Он выиграл проходившее в Магадане первенство Советского Союза среди юношей. Впоследствии он стал чемпионом Сибири и Дальнего Востока, пробился в финал чемпионата СССР, был победителем международного турнира на Кубе. Вслед за ним, выиграв чемпионат РСФСР, поочерёдно стали мастерами Владимир Морозов, Юрий Танюшкин и Вячеслав Целищев. Чемпионом Центрального Совета ДСО «Труд», что тогда давалось очень большими усилиями, неоднократно становился Владимир Сусин. Незаурядным мастером также был и Владимир Плетников. Но главное, чем я гордился – это тем, что в городе утвердился стойкий интерес к боксу. Среди его верных поклонников появились «люди, принимающие решения», из числа партийных и советских работников, руководителей некоторых магаданских предприятий. Бокс стал не то, что популярным, а в хорошем смысле слова – модным видом спорта. Заниматься им, покровительствовать его развитию, было весьма престижно. Наперебой стали приглашать сюда умелых, опытных наставников, а появление новых и новых мастеров ринга в Магадане было поставлено на поток.

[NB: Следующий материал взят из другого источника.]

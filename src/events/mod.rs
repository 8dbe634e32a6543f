mod bus;
mod types;

pub use bus::{EventReceiver, EventSender, ProgressBus};
pub use types::{AnalysisEvent, AnalysisEventPayload, EventSequence};
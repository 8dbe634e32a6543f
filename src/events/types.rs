use crate::analysis::{FileUploadState, RunStage};
use chrono::{DateTime, Utc};
use serde::{Deserialize, Serialize};

/// Sequence number for ordering events
pub type EventSequence = u64;

/// All progress events emitted during an analysis run
#[derive(Debug, Clone, Serialize, Deserialize)]
pub struct AnalysisEvent {
    pub sequence: EventSequence,
    pub timestamp: DateTime<Utc>,
    pub run_id: String,
    pub payload: AnalysisEventPayload,
}

#[derive(Debug, Clone, Serialize, Deserialize)]
#[serde(tag = "type", rename_all = "snake_case")]
pub enum AnalysisEventPayload {
    /// The run moved to a new stage of the pipeline
    StageChanged { stage: RunStage },

    /// A tracked file entered a new transfer phase
    /// Subscribers replace their copy of the state wholesale
    FileChanged { state: FileUploadState },

    /// A tracked file was withdrawn from progress tracking
    FileRemoved { file_id: String },

    /// A status check is being issued; `attempt` is 1-based
    PollTick { attempt: u32, max_attempts: u32 },
}

impl AnalysisEvent {
    pub fn payload_type(&self) -> &str {
        match &self.payload {
            AnalysisEventPayload::StageChanged { .. } => "stage_changed",
            AnalysisEventPayload::FileChanged { .. } => "file_changed",
            AnalysisEventPayload::FileRemoved { .. } => "file_removed",
            AnalysisEventPayload::PollTick { .. } => "poll_tick",
        }
    }
}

Таких магаданцев, как Игорь Высоцкий, дважды побеждавший легендарного кубинского боксёра, трёхкратного чемпиона мира и Олимпийских игр Теофило Стивенсона; Виктор Рыбаков – трёхкратный чемпион Европы, семикратный чемпион Советского Союза, обладатель двух бронзовых олимпийских медалей; Александр Лебзяк – чемпион мира и Олимпийских игр, финалист и призёр чемпионатов Европы, четырёхкратный чемпион России, узнал весь мир.

Почему же я уехал из Магадана, если всё так хорошо складывалось? Тому было несколько причин. Главная из них – это нелёгкие климатические условия, которые пагубным образом влияли на здоровье моих жены и дочери. Они просто не могли вылезти из многочисленных хворей. В 66-м году врачи всё чаще и настоятельнее стали советовать срочно сменить климатическую зону, а мне как раз в это время начали поступать предложения на предмет переезда в более тёплые края. Особенно усердствовали мои знакомые из Украины. Одно за другим поступали предложения переместиться в Днепропетровск, Кривой Рог, Запорожье или Донецк. И хотя ни родственников, ни близких друзей в Украине у меня не было, предложения эти будоражили и привлекали.

Я понимал, что многие в Магадане не одобрят подобного решения, но и в неоплатном долгу перед городом я себя не чувствовал. Как-никак, до моего приезда в Магадан о боксе здесь только слышали, а я за три года сумел заложить основы того, что потом назовут «магаданской школой бокса».